Work task
Please give again, word for word, the line that contains "pub mod error;" and every line after it to the end of the data, with no other lines.
━━━━━━━━
//! # Disunity Core
//!
//! The core building blocks of the Disunity interactions framework.
//!
//! This crate has no opinion about how requests reach the process or how
//! handlers are organised. It provides:
//!
//! - **Wire model**: the inbound interaction payload ([`Interaction`]) and the
//!   outbound response body ([`InteractionResponse`]), together with the
//!   numeric kind codes used by the platform.
//! - **Signature gate**: Ed25519 verification of `timestamp || body`
//!   ([`SignatureGate`]).
//! - **REST seam**: the [`RestClient`] trait used for follow-up calls once an
//!   interaction has been acknowledged.
//!
//! ```text
//! raw request ──▶ SignatureGate ──▶ Interaction ──▶ (framework) ──▶ InteractionResponse
//!                                                         │
//!                                                         └──▶ RestClient (follow-ups)
//! ```

pub mod error;
pub mod model;
pub mod rest;
pub mod signature;

pub use error::{AuthError, AuthResult, TransportError, TransportResult};
pub use model::{
    ApplicationCommandKind, CommandOption, EPHEMERAL_FLAG, Interaction, InteractionData,
    InteractionKind, InteractionResponse, Member, Message, MessageBody, MessageInteraction,
    OptionKind, ResponseKind, User,
};
pub use rest::{Attachment, HttpMethod, RestClient};
pub use signature::{SIGNATURE_HEADER, SignatureGate, TIMESTAMP_HEADER, verify};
━━━━━━━━
Your solution
pub mod error;
pub mod model;
pub mod rest;
pub mod signature;

pub use error::{AuthError, AuthResult, TransportError, TransportResult};
pub use model::{
    ApplicationCommandKind, CommandOption, EPHEMERAL_FLAG, Interaction, InteractionData,
    InteractionKind, InteractionResponse, Member, Message, MessageBody, MessageInteraction,
    OptionKind, ResponseKind, User,
};
pub use rest::{Attachment, HttpMethod, RestClient};
pub use signature::{SIGNATURE_HEADER, SignatureGate, TIMESTAMP_HEADER, verify};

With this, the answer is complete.